Example 2 Design of the Synthetic Gene of P. fluorescens The amino acids of methionine 21 to glutamine 520 were included in the final expressed protein product. All the rare codons that occur in the Pfenex ORFome with less than 5% codon usage were modified to avoid ribosome loss. All the ribosome binding sites of internal genes that coincided with the aggaggtn-10dtg pattern with two or few inequalities were modified to avoid truncated protein products. Extensions of 5 or more C, or five or more G nucleotides were removed to prevent slippage of the RNA polymerase.
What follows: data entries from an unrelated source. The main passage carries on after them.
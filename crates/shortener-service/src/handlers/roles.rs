//! Role name validation.

use crate::auth::Role;
use crate::errors::WebError;
use crate::web::{handler_fn, respond, Handler};
use axum::extract::{FromRequestParts, Path};
use axum::http::StatusCode;
use serde::Serialize;
use std::collections::BTreeMap;

/// Client message for a request that fails field validation.
pub const VALIDATION_MESSAGE: &str = "data validation error";

#[derive(Debug, Serialize)]
pub struct RoleResponse {
    pub role: Role,
}

/// `GET /v1/roles/:role`: echo the canonical role, or a 400 naming the field.
pub fn validate_role() -> Handler {
    handler_fn(|scope, req| async move {
        let (mut parts, _body) = req.into_parts();
        let Path(raw) = Path::<String>::from_request_parts(&mut parts, &())
            .await
            .map_err(|e| WebError::untrusted(format!("extracting role path parameter: {e}")))?;

        let role = Role::parse(&raw).map_err(|e| {
            WebError::trusted_fields(
                StatusCode::BAD_REQUEST,
                VALIDATION_MESSAGE,
                BTreeMap::from([("role".to_string(), e.to_string())]),
            )
        })?;

        respond(&scope, &RoleResponse { role }, StatusCode::OK)
    })
}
Strong internal stem-loop structures of the gene, especially ones that bind to the ribosome binding site, were modified. A DNA sequence encoding the periplasmic secretion leader pbp of 24 amino acids was fused to the 5 'end of the optimized sequence. A region of DNA containing an optimal Shine-Dalgarno sequence and a unique Spel restriction enzyme site was added upstream of the coding sequence. A region of DNA containing three stop codons and an XhoI restriction enzyme site was added downstream of the coding sequence. The synthetic gene was synthesized by DNA2.0, Inc. The present invention should not be limited in scope by the specific embodiments described herein. In fact, various modifications of the invention in addition to those described herein will be apparent to those skilled in the art from the foregoing description. Such modifications fall within the scope of the appended claims.